Why not just Google?

The Library owns or subscribes to literally millions of resources, specifically chosen with scholarship in mind.

  • Scholarly, peer-reviewed journals
  • Books published by university presses
  • Databases that give you an efficient way to research topics in your field

The Library's resources provide access to quality information that, for the most part, is not available on the open Web.

Google, on the other hand, is a commercial venture. You can find some good material there, but the results list is based on popularity rather than on scholarly content and quality.

Evaluating Sources

How do you decide what's good information?
Consider the following criteria:

Currency: Is the Information up-to-date? Depending on your research topic, this might not be important.
Relevance: Does the information address your topic?
Authority: Who is responsible for the information? Is s/he an expert on the topic?
Accuracy: Can the information be verified in other sources?
Purpose: Why was the information created? To educate? To sell something? To entertain? To enforce a particular viewpoint?

 Credit to Sarah Blakeslee of the University of California at Chico's Meriam Library.

What is the difference between a scholarly and a popular article

What is a scholarly article?

A scholarly article appears in a publication, such as a journal, which is made up of articles on a narrow topic and which document and discuss the results of original research. Publishing in a scholarly journal is a method researchers use to communicate their research and share with other scholars in their field of study.

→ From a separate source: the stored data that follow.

impl Scene {
    /// A scene with no chart, only a centred message.
    pub fn placeholder(size: Size, message: impl Into<String>) -> Self {
        Self {
            size,
            chart_type: ChartType::Bar,
            plot: PlotArea::within(size, RIGHT_GAP),
            marks: Vec::new(),
            paths: Vec::new(),
            x_axis: Axis::default(),
            left_axis: Axis::default(),
            right_axis: None,
            zero_line: None,
            legend: Vec::new(),
            message: Some(message.into()),
            tickers: Vec::new(),
            periods: Vec::new(),
            metric_names: [None, None],
        }
    }

    /// Lay out `data` as `chart_type` for a container of `size`.
    pub fn build(data: &ChartData, chart_type: ChartType, size: Size) -> Self {
        let frame = &data.frame;
        let has_secondary = data.secondary.is_some();

        let legend_items = legend_items(data, chart_type);
        let legend_width = legend_items
            .iter()
            .map(|(label, _, _)| label.chars().count())
            .max()
            .map_or(0.0, |chars| chars as f64 * CHAR_WIDTH + LEGEND_SWATCH + 12.0);
        let axis_room = if has_secondary { RIGHT_AXIS_WIDTH } else { RIGHT_GAP };
        let plot = PlotArea::within(size, legend_width + axis_room);

        let primary_y = LinearScale::new(frame.primary, (plot.bottom, plot.top));
        let secondary_y = frame
            .secondary
            .map(|domain| LinearScale::new(domain, (plot.bottom, plot.top)));

        let n_keys = frame.keys.len();
        let (marks, paths, x_of) = match chart_type {
            ChartType::Bar => {
                let outer = BandScale::new(n_keys, (plot.left, plot.right), BAR_PADDING);
                let (marks, paths) = layout_bars(data, &outer, &primary_y, secondary_y.as_ref());
                let x_of: Box<dyn Fn(usize) -> f64> =
                    Box::new(move |i| outer.position(i) + outer.bandwidth() / 2.0);
                (marks, paths, x_of)
            }
            ChartType::Line => {
                let points = PointScale::new(n_keys, (plot.left + LINE_INSET, plot.right - LINE_INSET));
                let (marks, paths) = layout_lines(data, &points, &primary_y, secondary_y.as_ref());
                let x_of: Box<dyn Fn(usize) -> f64> = Box::new(move |i| points.position(i));
                (marks, paths, x_of)
            }
        };

        let max_x_ticks = ((plot.width() / X_TICK_SPACING).floor() as usize).max(1);
        let category = category_ticks(&frame.keys);
        let stride = category.len().div_ceil(max_x_ticks).max(1);
        let x_axis = Axis {
            title: axis_title(data.interval, &frame.keys).to_string(),
            ticks: category
                .into_iter()
                .step_by(stride)
                .map(|(i, label)| Tick {
                    position: x_of(i),
                    label,
                })
                .collect(),
        };

        let y_count = ((plot.height() / Y_TICK_SPACING) as usize).clamp(2, DEFAULT_TICKS);
        let value_axis = |scale: &LinearScale, title: &str| Axis {
            title: title.to_string(),
            ticks: scale
                .domain
                .ticks(y_count)
                .into_iter()
                .map(|v| Tick {
                    position: scale.map(v),
                    label: format_abbrev(v),
                })
                .collect(),
        };
        let left_axis = value_axis(&primary_y, data.primary_metric.name);
        let right_axis = secondary_y
            .as_ref()
            .zip(data.secondary_metric.as_ref())
            .map(|(scale, metric)| value_axis(scale, metric.name));

        let zero_line = frame.primary.contains(0.0).then(|| primary_y.map(0.0));

        let legend_x = plot.right + axis_room;
        let legend = legend_items
            .into_iter()
            .enumerate()
            .map(|(row, (label, series, swatch))| LegendEntry {
                label,
                series,
                swatch,
                x: legend_x,
                y: plot.top + row as f64 * LEGEND_ROW,
            })
            .collect();

        Self {
            size,
            chart_type,
            plot,
            marks,
            paths,
            x_axis,
            left_axis,
            right_axis,
            zero_line,
            legend,
            message: None,
            tickers: data.tickers().map(str::to_string).collect(),
            periods: frame.keys.iter().map(label).collect(),
            metric_names: [
                Some(data.primary_metric.name.to_string()),
                data.secondary_metric.map(|m| m.name.to_string()),
            ],
        }
    }

    /// Topmost mark under `(x, y)`.
    pub fn hit_test(&self, x: f64, y: f64) -> Option<MarkId> {
        self.marks.iter().rev().find(|m| m.contains(x, y)).map(|m| m.id)
    }

    pub fn mark(&self, id: MarkId) -> Option<&Mark> {
        self.marks.iter().find(|m| m.id == id)
    }

    pub fn tooltip(&self, id: MarkId) -> Option<Tooltip> {
        let mark = self.mark(id)?;
        let metric = match id.slot {
            MetricSlot::Primary => &self.metric_names[0],
            MetricSlot::Secondary => &self.metric_names[1],
        };
        Some(Tooltip {
            ticker: self.tickers.get(id.series)?.clone(),
            period: self.periods.get(id.key_index)?.clone(),
            metric: metric.clone()?,
            value: format_abbrev(mark.value),
        })
    }

    pub fn is_placeholder(&self) -> bool {
        self.message.is_some()
    }
}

  • Authorship: Usually by one or all of the researchers who did the research.
  • Content: Often includes a review of literature previously published on this topic, methodology used in the study, and the findings.
  • Audience: The audience for these articles is usually discipline specific, and as a result the language in articles is often technical and discipline-specific.
  • Peer-Review: Articles in scholarly publications have gone through an editorial review by a panel of experts (peer-review) to ensure that the article has met the requirements of a scholarly article.
  • Access: Many scholarly periodicals are only available through libraries. An increasing number are also available as open access publications.

What is a popular article?

A popular article appears in a magazine or newspaper that you may buy at the supermarket. The content in these publications often covers current events or summarizes research done by others. The content in these publications is often brief, written in simple language, and may include pictures and advertisements. Authors are not always named, and sources are not always identified. 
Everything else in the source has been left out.